# Hello there



## Bexbow13 (Jul 1, 2012)

Hi there my name is Becca I am 21 and I come from Burton on Trent in the midlands.

I am a complete newbie to breeding mice I have just purchased 10 does and 4 bucks, so far I can say they are such fascinating creatures, I am really looking forward to watching these little guys develop and watching the mischief unfold.


----------



## thewesterngate (May 22, 2012)

Hi there, and welcome!


----------



## Frizzle (Oct 6, 2011)

Hello and welcome to the forum!

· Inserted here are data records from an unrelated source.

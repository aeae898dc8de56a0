/// Default JPEG quality (1 = smallest, 100 = best)
pub const DEFAULT_QUALITY: u8 = 60;

/// Default ceiling in pixels for the larger image dimension
pub const DEFAULT_MAX_DIMENSION: u32 = 1920;

/// Folder inside the package that holds embedded images
pub const DEFAULT_MEDIA_DIR: &str = "word/media";

/// Markup files that name media files literally
pub const DEFAULT_REFERENCE_FILES: &[&str] = &["word/document.xml", "word/_rels/document.xml.rels"];

/// Raster extensions picked up by the media scan (matched case-insensitively)
pub const IMAGE_EXTENSIONS: &[&str] = &["png", "jpg", "jpeg", "gif", "bmp", "tiff"];

/// Extension given to every transcoded image
pub const JPEG_EXTENSION: &str = "jpg";

/// Suffix appended to the input file stem when no output path is given
pub const OUTPUT_SUFFIX: &str = "_compressed";

/// White canvas used when flattening transparent images
pub const BACKGROUND_COLOR: [u8; 3] = [255, 255, 255];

What varieties did you get?


----------



## jammin32 (Jun 14, 2012)

Welcome


----------



## besty74 (May 26, 2012)

hello and welcome


----------



## Bexbow13 (Jul 1, 2012)

Thank you for your warm welcomes!!

Majority are champagne and white selfs (both BEW and PEW) and there's a couple I am unsure of one I think is an ivory satin and the others are chocolate with a different colour under belly.


----------



## besty74 (May 26, 2012)

chocolate tans or chocolate foxes then, you can post pictures in new and existing mice and people will id them for you, they are a helpful bunch on here.


----------



## Bexbow13 (Jul 1, 2012)

Oh right might have to do that thanks!!


----------



## Bexbow13 (Jul 1, 2012)

Would people say 32l RUB is sufficient for 4 mice?


----------



## MissPorter13 (Jun 20, 2012)

Hello and welcome to FMB! Good luck with the breeding and look forward to seeing some pictures


----------